■ Exercise goal:
Filter the entries down to the lines holding "InvalidResponse", then copy those lines.

[Items from a data source]
□ □ □ □ □ □ □

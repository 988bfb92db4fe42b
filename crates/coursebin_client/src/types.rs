use std::fmt;

#[derive(Debug, Clone, PartialEq, Eq)]
pub enum FailureKind {
    InvalidUrl,
    HttpStatus(u16),
    Timeout,
    Network,
    TooLarge { max_bytes: u64, actual: Option<u64> },
    /// Body was not the JSON shape the endpoint promises.
    InvalidResponse,
    /// Course payload parsed but failed validation.
    InvalidCourseData,
    Cancelled,
}

impl fmt::Display for FailureKind {
    fn fmt(&self, f: &mut fmt::Formatter<'_>) -> fmt::Result {
        match self {
            FailureKind::InvalidUrl => write!(f, "invalid url"),
            FailureKind::HttpStatus(code) => write!(f, "http status {code}"),
            FailureKind::Timeout => write!(f, "timeout"),
            FailureKind::Network => write!(f, "network error"),
            FailureKind::TooLarge { max_bytes, actual } => {
                write!(f, "response too large (max {max_bytes}, actual {actual:?})")
            }
            FailureKind::InvalidResponse => write!(f, "invalid response"),
            FailureKind::InvalidCourseData => write!(f, "invalid course data"),
            FailureKind::Cancelled => write!(f, "cancelled"),
        }
    }
}

#[derive(Debug, Clone, PartialEq, Eq, thiserror::Error)]
#[error("{kind}: {message}")]
pub struct ApiError {
    pub kind: FailureKind,
    pub message: String,
}

impl ApiError {
    pub(crate) fn new(kind: FailureKind, message: impl Into<String>) -> Self {
        Self {
            kind,
            message: message.into(),
        }
    }

    pub(crate) fn cancelled() -> Self {
        Self::new(FailureKind::Cancelled, "request cancelled")
    }

    pub fn is_cancelled(&self) -> bool {
        self.kind == FailureKind::Cancelled
    }
}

□ □ □ □ □ □ □

■ Answer space:
    InvalidResponse,
            FailureKind::InvalidResponse => write!(f, "invalid response"),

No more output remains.